//! Warden Audit - append-only record of every execution attempt.
//!
//! This crate provides:
//! - [`AuditLogEntry`]: timestamp, outcome, action kind, execution type and
//!   parameter *names* (values are never recorded)
//! - The [`AuditStorage`] trait with a JSON-lines file backend created with
//!   owner-only permissions, and an in-memory backend for tests
//! - [`AuditLog`], whose [`append`](AuditLog::append) never fails: a write
//!   error is reported on the diagnostic channel and counted, and the
//!   action being recorded carries on
//!
//! # Example
//!
//! ```
//! use warden_audit::{AuditLog, AuditLogEntry, AuditOutcome};
//!
//! let log = AuditLog::in_memory();
//! log.append(AuditLogEntry::new(
//!     AuditOutcome::Success,
//!     "read_file",
//!     "builtin",
//!     vec!["path".to_string()],
//! ));
//! assert_eq!(log.entries().unwrap().len(), 1);
//! ```

#![deny(unsafe_code)]
#![deny(missing_docs)]
#![deny(clippy::all)]
#![warn(unreachable_pub)]
#![deny(clippy::unwrap_used)]
#![cfg_attr(test, allow(clippy::unwrap_used))]

mod entry;
mod error;
mod log;
mod storage;

pub use entry::{AuditLogEntry, AuditOutcome};
pub use error::{AuditError, AuditResult};
pub use log::AuditLog;
pub use storage::{AuditStorage, FileAuditStorage, MemoryAuditStorage};

pub use warden_core::FailureKind;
• • • •
> [REQUIREMENT]: What lines in the data hold the word "clippy"? Return them.

> [ANSWER FOR THE TASK]:
#![deny(clippy::all)]
#![deny(clippy::unwrap_used)]
#![cfg_attr(test, allow(clippy::unwrap_used))]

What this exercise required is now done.